Step 1 . Install the Barracuda VPN Client on the Client Machines
On the client machines to be managed, install the Barracuda VPN Client with one of the following methods:
Preconfigured Remote Custom Installation – For instructions, including the full list of possible parameters, see Partially Preconfigured Unattended Remote Custom Installation.
Use at least this parameter:PROGTYPE=VPN
– Selects the VPN-only installation mode.
VPN-Only Installation – The interactive standard installation process. For instructions, see How to Install the Barracuda Network Access/VPN Client for Windows. S elect Barracuda VPN Client as the only feature to be installed.
Step 2. Select the Windows Security Settings to Enforce
In your client-to-site VPN template, select the Windows security settings to enforce on client machines.
- In Barracuda Firewall Admin, go to CONFIGURATION > Configuration Tree > Box > Virtual Servers > your virtual server > Assigned Services > your VPN service > Client to Site.
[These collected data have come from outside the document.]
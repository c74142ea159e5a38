//! Public data proxy subsystem.
//!
//! # Data Flow
//! ```text
//! GET /get-all?page&limit&category
//!     → upstream.rs (fetch full collection, bounded timeout)
//!     → pagination.rs (validate, filter, slice)
//!     → handlers.rs (render PageResponse)
//! ```
//!
//! An upstream failure short-circuits before any pagination runs.

pub mod handlers;
pub mod pagination;
pub mod upstream;

use axum::{routing::get, Router};

use crate::http::server::AppState;

pub use pagination::{paginate, Categorized, Page, PageError, PageRequest};
pub use upstream::{EntriesClient, UpstreamError};

/// Routes for the data proxy.
pub fn router() -> Router<AppState> {
    Router::new().route("/get-all", get(handlers::fetch_all_data))
}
- From the Barracuda VPN CA tab, click the Templates tab.
- Click Lock.
- Double-click the template.
- In the Enforce Windows Security Settings section of the Barracuda Templates window, select the security settings that you want to enforce:
- Network Firewall
- Windows Update
- User Account Control
- Virus Protection
- Spyware Protection
- Internet Security Settings
- Click OK.
- Click Send Changes and Activate.
The next time that the Barracuda VPN Client connects to your server, it will query the client machine's Windows Action Center settings while initiating the connection. The connection will only be established if these settings meet the Windows Security settings that you configured in the VPN service.